→ Exercise instructions
Locate the word "PageSize" in the data below, then copy every line that holds it.

══════════════════════════════

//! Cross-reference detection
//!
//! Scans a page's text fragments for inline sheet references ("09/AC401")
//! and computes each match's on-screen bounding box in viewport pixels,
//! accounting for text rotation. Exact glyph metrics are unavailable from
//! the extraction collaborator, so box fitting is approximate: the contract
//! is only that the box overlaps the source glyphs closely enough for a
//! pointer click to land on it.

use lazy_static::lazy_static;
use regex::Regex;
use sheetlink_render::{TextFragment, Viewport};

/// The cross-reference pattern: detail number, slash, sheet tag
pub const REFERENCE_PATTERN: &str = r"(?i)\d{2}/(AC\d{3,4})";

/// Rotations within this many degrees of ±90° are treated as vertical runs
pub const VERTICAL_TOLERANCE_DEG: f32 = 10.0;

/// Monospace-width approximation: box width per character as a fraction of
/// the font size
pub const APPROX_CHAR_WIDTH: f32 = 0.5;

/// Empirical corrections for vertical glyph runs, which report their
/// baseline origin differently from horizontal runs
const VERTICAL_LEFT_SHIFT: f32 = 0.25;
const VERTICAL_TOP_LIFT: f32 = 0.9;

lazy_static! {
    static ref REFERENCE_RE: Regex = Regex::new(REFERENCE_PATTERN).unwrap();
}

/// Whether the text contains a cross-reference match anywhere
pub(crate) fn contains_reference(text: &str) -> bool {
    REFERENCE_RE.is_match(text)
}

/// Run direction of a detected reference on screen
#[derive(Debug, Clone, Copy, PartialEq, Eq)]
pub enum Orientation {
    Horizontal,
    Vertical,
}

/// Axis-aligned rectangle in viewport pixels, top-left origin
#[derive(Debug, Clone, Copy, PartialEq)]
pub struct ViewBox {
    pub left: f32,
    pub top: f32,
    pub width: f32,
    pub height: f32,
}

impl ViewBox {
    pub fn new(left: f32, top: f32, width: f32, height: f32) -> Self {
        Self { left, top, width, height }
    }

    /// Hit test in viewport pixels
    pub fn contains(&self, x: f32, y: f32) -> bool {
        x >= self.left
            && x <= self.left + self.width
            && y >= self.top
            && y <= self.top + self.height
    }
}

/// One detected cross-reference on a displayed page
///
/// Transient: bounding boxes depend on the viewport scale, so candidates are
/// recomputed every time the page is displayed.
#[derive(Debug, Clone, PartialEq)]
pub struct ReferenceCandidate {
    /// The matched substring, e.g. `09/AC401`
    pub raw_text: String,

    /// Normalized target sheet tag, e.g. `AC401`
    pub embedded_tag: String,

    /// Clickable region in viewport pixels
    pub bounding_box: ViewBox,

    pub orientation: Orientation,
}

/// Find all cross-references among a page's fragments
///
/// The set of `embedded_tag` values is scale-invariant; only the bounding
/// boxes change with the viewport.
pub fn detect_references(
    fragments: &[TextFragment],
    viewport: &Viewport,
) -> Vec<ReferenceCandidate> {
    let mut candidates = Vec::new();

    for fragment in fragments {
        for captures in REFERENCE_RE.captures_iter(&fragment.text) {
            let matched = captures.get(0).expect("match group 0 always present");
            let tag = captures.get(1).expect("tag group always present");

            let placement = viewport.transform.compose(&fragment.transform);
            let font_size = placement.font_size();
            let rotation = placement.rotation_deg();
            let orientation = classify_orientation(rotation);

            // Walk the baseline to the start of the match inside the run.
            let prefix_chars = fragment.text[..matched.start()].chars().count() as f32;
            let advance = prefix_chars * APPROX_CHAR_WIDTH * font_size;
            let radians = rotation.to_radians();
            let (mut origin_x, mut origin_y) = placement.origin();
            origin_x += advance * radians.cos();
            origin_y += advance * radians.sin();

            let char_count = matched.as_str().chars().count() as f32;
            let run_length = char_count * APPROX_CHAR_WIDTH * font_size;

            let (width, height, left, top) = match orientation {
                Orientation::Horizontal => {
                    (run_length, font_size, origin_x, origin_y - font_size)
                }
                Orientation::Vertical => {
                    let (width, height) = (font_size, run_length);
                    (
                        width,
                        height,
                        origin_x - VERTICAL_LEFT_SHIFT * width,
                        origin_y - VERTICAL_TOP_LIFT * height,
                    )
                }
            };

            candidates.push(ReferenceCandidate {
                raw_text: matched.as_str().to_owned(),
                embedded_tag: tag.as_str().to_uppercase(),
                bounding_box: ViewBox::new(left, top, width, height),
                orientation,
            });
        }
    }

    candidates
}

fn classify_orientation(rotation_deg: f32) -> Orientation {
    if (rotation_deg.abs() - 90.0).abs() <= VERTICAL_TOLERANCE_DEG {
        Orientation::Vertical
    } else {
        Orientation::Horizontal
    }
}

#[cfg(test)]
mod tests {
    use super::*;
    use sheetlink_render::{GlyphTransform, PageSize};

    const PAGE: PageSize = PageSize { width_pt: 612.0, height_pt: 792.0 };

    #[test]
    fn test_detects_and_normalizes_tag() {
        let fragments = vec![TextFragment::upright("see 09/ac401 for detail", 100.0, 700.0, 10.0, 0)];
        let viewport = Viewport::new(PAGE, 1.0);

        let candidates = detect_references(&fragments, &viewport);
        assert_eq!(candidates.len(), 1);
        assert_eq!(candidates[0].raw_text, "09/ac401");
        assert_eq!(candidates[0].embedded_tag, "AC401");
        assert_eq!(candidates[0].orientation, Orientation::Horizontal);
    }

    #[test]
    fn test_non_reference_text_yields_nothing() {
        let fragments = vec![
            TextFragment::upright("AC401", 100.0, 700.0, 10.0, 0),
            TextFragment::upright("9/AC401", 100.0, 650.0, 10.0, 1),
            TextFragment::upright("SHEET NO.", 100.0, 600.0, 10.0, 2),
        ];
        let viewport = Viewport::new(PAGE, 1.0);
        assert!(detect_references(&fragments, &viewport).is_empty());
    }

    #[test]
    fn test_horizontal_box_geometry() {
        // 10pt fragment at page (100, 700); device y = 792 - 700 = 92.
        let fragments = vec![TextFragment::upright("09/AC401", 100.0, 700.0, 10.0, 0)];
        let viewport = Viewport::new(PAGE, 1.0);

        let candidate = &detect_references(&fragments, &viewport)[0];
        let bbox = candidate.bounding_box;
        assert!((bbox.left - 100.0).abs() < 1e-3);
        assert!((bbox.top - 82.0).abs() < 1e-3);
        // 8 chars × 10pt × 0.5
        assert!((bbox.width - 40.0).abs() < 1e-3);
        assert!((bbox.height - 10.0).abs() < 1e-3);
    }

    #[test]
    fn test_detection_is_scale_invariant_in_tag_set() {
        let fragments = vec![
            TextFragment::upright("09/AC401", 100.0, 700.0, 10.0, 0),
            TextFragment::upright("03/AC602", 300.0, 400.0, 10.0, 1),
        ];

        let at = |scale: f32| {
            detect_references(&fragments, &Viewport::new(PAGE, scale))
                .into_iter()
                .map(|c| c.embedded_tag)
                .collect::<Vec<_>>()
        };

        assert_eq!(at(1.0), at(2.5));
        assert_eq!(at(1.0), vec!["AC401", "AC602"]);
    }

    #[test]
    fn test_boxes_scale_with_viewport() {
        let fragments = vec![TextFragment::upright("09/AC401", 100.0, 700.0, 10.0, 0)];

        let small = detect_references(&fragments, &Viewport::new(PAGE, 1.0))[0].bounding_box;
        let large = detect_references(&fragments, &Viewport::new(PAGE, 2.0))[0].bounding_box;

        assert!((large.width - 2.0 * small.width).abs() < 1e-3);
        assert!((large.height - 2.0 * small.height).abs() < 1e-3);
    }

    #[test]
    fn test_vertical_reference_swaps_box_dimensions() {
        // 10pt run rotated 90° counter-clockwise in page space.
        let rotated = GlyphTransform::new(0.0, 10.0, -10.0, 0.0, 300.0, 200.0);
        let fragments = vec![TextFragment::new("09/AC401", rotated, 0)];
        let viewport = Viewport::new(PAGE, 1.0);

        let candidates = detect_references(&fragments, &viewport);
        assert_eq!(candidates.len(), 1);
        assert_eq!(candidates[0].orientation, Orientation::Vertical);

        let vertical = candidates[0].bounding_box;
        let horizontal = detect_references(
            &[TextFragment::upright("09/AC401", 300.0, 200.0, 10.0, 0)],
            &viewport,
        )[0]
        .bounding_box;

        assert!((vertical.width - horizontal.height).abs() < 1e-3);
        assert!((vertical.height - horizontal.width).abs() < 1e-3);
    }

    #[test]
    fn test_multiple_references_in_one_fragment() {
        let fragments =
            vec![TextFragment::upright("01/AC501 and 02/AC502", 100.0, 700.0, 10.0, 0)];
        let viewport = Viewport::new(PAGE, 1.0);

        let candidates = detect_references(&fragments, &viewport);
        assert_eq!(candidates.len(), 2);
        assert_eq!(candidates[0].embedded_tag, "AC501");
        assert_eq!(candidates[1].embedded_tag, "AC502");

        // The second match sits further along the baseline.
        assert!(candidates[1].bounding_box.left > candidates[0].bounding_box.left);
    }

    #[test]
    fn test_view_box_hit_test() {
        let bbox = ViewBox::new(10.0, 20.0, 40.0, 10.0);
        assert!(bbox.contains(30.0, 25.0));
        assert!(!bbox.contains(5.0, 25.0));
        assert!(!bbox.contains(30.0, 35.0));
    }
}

══════════════════════════════

→ Completed task
    use sheetlink_render::{GlyphTransform, PageSize};
    const PAGE: PageSize = PageSize { width_pt: 612.0, height_pt: 792.0 };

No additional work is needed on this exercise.